Apple season has almost wrapped up, and now it's time for pumpkin! Everyone loves pumpkin coffee, and I really love chocolate, so why not have mocha pumpkin? The espresso powder added to the chocolate makes it extra rich, and the pumpkin frosting is a perfect seasonal balance to it! Enjoy!
Yields 24+ {about 30}
Cupcakes:
1 cup butter
1/2 cup semisweet chocolate chips
1 cup unsweetened cocoa powder
1 tbsp finely ground instant espresso powder
1 1/4 cup all-purpose flower
1/4 cup cornstarch
1 teaspoon baking soda
1 1/2 teaspoon baking powder
4 eggs
1 cup granulated sugar
1/2 cup brown sugar
2 teaspoons vanilla
1 cup almond milk
Frosting:
1/4 cup butter
1 1/2 cups cream cheese
2 tsp vanilla
1/2 cup pumpkin
1 heaping tsp cinnamon
1/2 heaping tsp cloves
3 cups confectioners' sugar
Directions:
Melt the butter and chocolate together in the microwave.

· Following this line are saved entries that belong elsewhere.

mod grid;
mod scene;

use anyhow::Result;
use clap::{Parser, Subcommand};
use ember_physics::BodyHandle;
use std::collections::HashMap;
use std::path::{Path, PathBuf};
use tracing_subscriber::{layer::SubscriberExt, util::SubscriberInitExt};

use crate::scene::Scene;

#[derive(Parser, Debug)]
#[command(name = "physim")]
#[command(about = "Run Ember collision scenes headless", long_about = None)]
struct Cli {
    #[command(subcommand)]
    command: Commands,

    /// Log level (trace, debug, info, warn, error)
    #[arg(long, global = true, default_value = "info")]
    log_level: String,
}

#[derive(Subcommand, Debug)]
enum Commands {
    /// Simulate a scene and report contacts and recoveries
    Run {
        /// Scene file (TOML)
        scene: PathBuf,

        /// Number of ticks to simulate
        #[arg(short, long, default_value_t = 100)]
        ticks: u32,
    },
    /// Parse and validate a scene without running it
    Check {
        /// Scene file (TOML)
        scene: PathBuf,
    },
}

fn main() -> Result<()> {
    let cli = Cli::parse();

    let log_level = cli.log_level.parse().unwrap_or(tracing::Level::INFO);
    tracing_subscriber::registry()
        .with(
            tracing_subscriber::EnvFilter::try_from_default_env().unwrap_or_else(|_| {
                format!("physim={log_level},ember_physics={log_level}").into()
            }),
        )
        .with(tracing_subscriber::fmt::layer())
        .init();

    match cli.command {
        Commands::Run { scene, ticks } => run(&scene, ticks),
        Commands::Check { scene } => check(&scene),
    }
}

fn check(path: &Path) -> Result<()> {
    let scene = Scene::load(path)?;
    println!(
        "{}: ok ({} bodies, {}x{} tiles)",
        path.display(),
        scene.bodies.len(),
        scene.grid.width,
        scene.grid.height
    );
    Ok(())
}

fn run(path: &Path, ticks: u32) -> Result<()> {
    let scene = Scene::load(path)?;
    let grid = scene.build_grid();
    let (mut world, names) = scene.build_world();
    let names: HashMap<BodyHandle, String> = names.into_iter().collect();
    let name = |h: &BodyHandle| names.get(h).map(String::as_str).unwrap_or("?");

    tracing::info!(
        "Running {} for {} ticks ({} bodies, {}x{} tiles)",
        path.display(),
        ticks,
        names.len(),
        grid.width(),
        grid.height()
    );

    // bodies are never added or removed mid-run
    let pairs = world.all_pairs();

    let mut contact_count = 0usize;
    let mut recovery_count = 0usize;
    for _ in 0..ticks {
        let report = world.step(&pairs, &grid);

        for contact in &report.contacts {
            if contact.is_resting() {
                tracing::debug!(
                    tick = report.tick,
                    "{} rests on {}",
                    name(&contact.a),
                    name(&contact.b)
                );
            } else {
                tracing::info!(
                    tick = report.tick,
                    tmin = contact.tmin,
                    depth = contact.depth,
                    "{} hit {} (normal {:.2})",
                    name(&contact.a),
                    name(&contact.b),
                    contact.normal
                );
            }
        }
        for recovery in &report.recoveries {
            tracing::info!(
                tick = report.tick,
                "{} stuck at {:.1}, rewound to {:.1}",
                name(&recovery.body),
                recovery.from,
                recovery.to
            );
        }

        contact_count += report.contacts.len();
        recovery_count += report.recoveries.len();
    }

    println!("After {ticks} ticks: {contact_count} contacts, {recovery_count} recoveries");
    for (handle, body) in world.bodies().iter() {
        println!(
            "  {:<16} pos {:>8.1} {:>8.1} {:>8.1}  vel {:>6.1} {:>6.1} {:>6.1}  crumbs {}",
            name(&handle),
            body.position.x,
            body.position.y,
            body.position.z,
            body.velocity.x,
            body.velocity.y,
            body.velocity.z,
            body.breadcrumbs().valid_count()
        );
    }

    Ok(())
}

In a medium bowl, whisk together the cocoa powder, espresso powder, flour, cornstarch, baking soda, and baking powder.
In a large bowl using an electric mixer, beat the eggs, sugar, brown sugar, and vanilla together until smooth.

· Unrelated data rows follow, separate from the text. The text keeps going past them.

//! Map queries consumed by the physics core
//!
//! The mesh layer owns the level geometry; physics only needs to know which
//! grid cell a point falls in and whether a footprint overlaps blocking tiles.

use glam::Vec3;
use serde::{Deserialize, Serialize};
use std::ops::{BitAnd, BitOr, BitOrAssign};

/// Bitmask of tile properties an object can be stopped by
#[derive(Clone, Copy, Debug, Default, PartialEq, Eq, Hash, Serialize, Deserialize)]
#[serde(transparent)]
pub struct CollisionBits(pub u32);

impl CollisionBits {
    pub const NONE: CollisionBits = CollisionBits(0);
    pub const WALL: CollisionBits = CollisionBits(1 << 0);
    pub const IMPASSABLE: CollisionBits = CollisionBits(1 << 1);
    pub const WATER: CollisionBits = CollisionBits(1 << 2);
    pub const DAMAGE: CollisionBits = CollisionBits(1 << 3);

    /// What a walking character is normally stopped by
    pub const CHARACTER: CollisionBits = CollisionBits(Self::WALL.0 | Self::IMPASSABLE.0);

    /// True if any bit is shared
    pub fn intersects(self, other: CollisionBits) -> bool {
        self.0 & other.0 != 0
    }

    pub fn is_empty(self) -> bool {
        self.0 == 0
    }
}

impl BitOr for CollisionBits {
    type Output = CollisionBits;

    fn bitor(self, rhs: CollisionBits) -> CollisionBits {
        CollisionBits(self.0 | rhs.0)
    }
}

impl BitOrAssign for CollisionBits {
    fn bitor_assign(&mut self, rhs: CollisionBits) {
        self.0 |= rhs.0;
    }
}

impl BitAnd for CollisionBits {
    type Output = CollisionBits;

    fn bitand(self, rhs: CollisionBits) -> CollisionBits {
        CollisionBits(self.0 & rhs.0)
    }
}

/// Read-only view of the level geometry
pub trait MapQuery {
    /// Index of the grid cell containing `position`, or `None` off the map
    fn grid_index(&self, position: Vec3) -> Option<u32>;

    /// Whether a footprint of `radius` at `position` touches any tile whose
    /// properties intersect `bits`
    fn is_blocked(&self, position: Vec3, radius: f32, bits: CollisionBits) -> bool;
}

/// A map with no geometry: every point is on grid cell 0 and nothing blocks
#[derive(Clone, Copy, Debug, Default)]
pub struct OpenMap;

impl MapQuery for OpenMap {
    fn grid_index(&self, _position: Vec3) -> Option<u32> {
        Some(0)
    }

    fn is_blocked(&self, _position: Vec3, _radius: f32, _bits: CollisionBits) -> bool {
        false
    }
}

/// Snap a position to the center of its tile, keeping the height
pub fn snap_to_tile_center(position: Vec3, tile_size: f32) -> Vec3 {
    Vec3::new(
        ((position.x / tile_size).floor() + 0.5) * tile_size,
        ((position.y / tile_size).floor() + 0.5) * tile_size,
        position.z,
    )
}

Add the cooled butter/chocolate and beat until smooth.
While still beating, add half of the flour mixture, then half of the almond milk.

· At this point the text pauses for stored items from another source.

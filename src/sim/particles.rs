//! Fixed-capacity particle pool for explosions and rocket trails
//!
//! Slots are allocated from a free-index stack and tracked in an active-index
//! list so `update` is O(active), not O(capacity). Removal swaps the last
//! active index into the removed position. Spawn requests past capacity are
//! dropped silently.

use glam::Vec2;
use rand::Rng;

use crate::consts::*;

/// Pool capacity; never grows
pub const POOL_CAPACITY: usize = 1024;

/// Particle/sprite palette ids, resolved to CSS colors by the renderer
pub mod color {
    pub const PLAYER: u32 = 0;
    /// Magenta mid-tier invader
    pub const INVADER_MID: u32 = 1;
    /// Green base-tier invader
    pub const INVADER_LOW: u32 = 2;
    /// Orange top-tier invader
    pub const INVADER_TOP: u32 = 3;
    pub const BOSS: u32 = 4;
    pub const ROCKET: u32 = 5;
    pub const FLASH: u32 = 6;
    pub const SHIELD: u32 = 7;
    pub const PIERCE: u32 = 8;
    pub const HEAL: u32 = 9;
}

/// A transient visual effect particle
#[derive(Debug, Clone, Default)]
pub struct Particle {
    pub pos: Vec2,
    pub vel: Vec2,
    pub size: f32,
    pub max_size: f32,
    /// Frame counter; the particle is reclaimed once `life >= max_life`
    pub life: u32,
    pub max_life: u32,
    pub color: u32,
}

/// Object pool backing all particle effects
#[derive(Debug, Clone)]
pub struct ParticlePool {
    slots: Vec<Particle>,
    free: Vec<usize>,
    active: Vec<usize>,
}

impl Default for ParticlePool {
    fn default() -> Self {
        Self {
            slots: vec![Particle::default(); POOL_CAPACITY],
            // Reversed so the first allocations come from slot 0 upward
            free: (0..POOL_CAPACITY).rev().collect(),
            active: Vec::with_capacity(POOL_CAPACITY),
        }
    }
}

impl ParticlePool {
    pub fn active_count(&self) -> usize {
        self.active.len()
    }

    /// True once every particle has been reclaimed (gates level transitions)
    pub fn is_idle(&self) -> bool {
        self.active.is_empty()
    }

    pub fn iter_active(&self) -> impl Iterator<Item = &Particle> {
        self.active.iter().map(|&idx| &self.slots[idx])
    }

    fn alloc(&mut self) -> Option<usize> {
        let idx = self.free.pop()?;
        self.active.push(idx);
        Some(idx)
    }

    /// Burst of particles spread evenly across `[angle_start, angle_start + angle_range)`
    /// with per-particle jitter. `radius > 0` marks a large blast: triple the
    /// particle count, speed derived from the radius, double size, 1.5x life.
    pub fn spawn_explosion<R: Rng>(
        &mut self,
        center: Vec2,
        color: u32,
        angle_start: f32,
        angle_range: f32,
        radius: f32,
        rng: &mut R,
    ) {
        let count = if radius > 0.0 {
            EXPLOSION_PARTICLES * 3
        } else {
            EXPLOSION_PARTICLES
        };
        for n in 0..count {
            let Some(idx) = self.alloc() else {
                break;
            };

            let jitter = (rng.random::<f32>() - 0.5) * (angle_range / count as f32);
            let angle = angle_start + angle_range * n as f32 / count as f32 + jitter;
            let speed_base = if radius > 0.0 { radius * 0.15 } else { PARTICLE_SPEED };
            let speed = speed_base * (0.6 + rng.random::<f32>() * 0.8);
            let size_base = if radius > 0.0 {
                PARTICLE_MAX_SIZE * 2.0
            } else {
                PARTICLE_MAX_SIZE
            };
            let max_size = size_base * (0.4 + rng.random::<f32>() * 0.6);
            let max_life = if radius > 0.0 {
                (PARTICLE_LIFE as f32 * 1.5) as u32
            } else {
                PARTICLE_LIFE
            };

            self.slots[idx] = Particle {
                pos: center,
                vel: Vec2::new(angle.cos(), angle.sin()) * speed,
                size: max_size,
                max_size,
                life: 0,
                max_life,
                color,
            };
        }
    }

    /// One drag-scaled particle trailing opposite the rocket's velocity
    pub fn spawn_rocket_trail<R: Rng>(&mut self, center: Vec2, vel: Vec2, rng: &mut R) {
        let Some(idx) = self.alloc() else {
            return;
        };

        let back = -vel * ROCKET_TRAIL_DRAG;
        let jitter = Vec2::new(
            (rng.random::<f32>() - 0.5) * 1.5,
            (rng.random::<f32>() - 0.5) * 1.5,
        );

        self.slots[idx] = Particle {
            pos: center,
            vel: back + jitter,
            size: ROCKET_TRAIL_SIZE,
            max_size: ROCKET_TRAIL_SIZE * (0.6 + rng.random::<f32>() * 0.4),
            life: 0,
            max_life: ROCKET_TRAIL_LIFE,
            color: color::ROCKET,
        };
    }

    /// Layered multi-blast used for boss deaths
    pub fn spawn_stunning_explosion<R: Rng>(&mut self, center: Vec2, color_id: u32, rng: &mut R) {
        use std::f32::consts::TAU;
        self.spawn_explosion(center, color_id, 0.0, TAU, 40.0, rng);
        self.spawn_explosion(center, color::FLASH, 0.0, TAU, 20.0, rng);
        self.spawn_explosion(center, color_id, 0.0, TAU, 0.0, rng);
    }

    /// Advance every active particle and reclaim the expired ones
    pub fn update(&mut self) {
        let mut i = 0;
        while i < self.active.len() {
            let idx = self.active[i];
            let p = &mut self.slots[idx];
            p.pos += p.vel;
            p.life += 1;
            if p.life >= p.max_life {
                self.free.push(idx);
                self.active.swap_remove(i);
            } else {
                i += 1;
            }
        }
    }
}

Repeat until everything is added. Stir until just combined
Bake on 350 for 20-25 minutes
For the frosting, beat together the butter and cream cheese until it is smooth with no lumps of butter. Beat in the vanilla and pumpkin.
Add the sugar a cup at a time until all beaten in. Add the cinnamon and nutmeg and beat well.
Pipe with a circle tip and top with sprinkled espresso powder.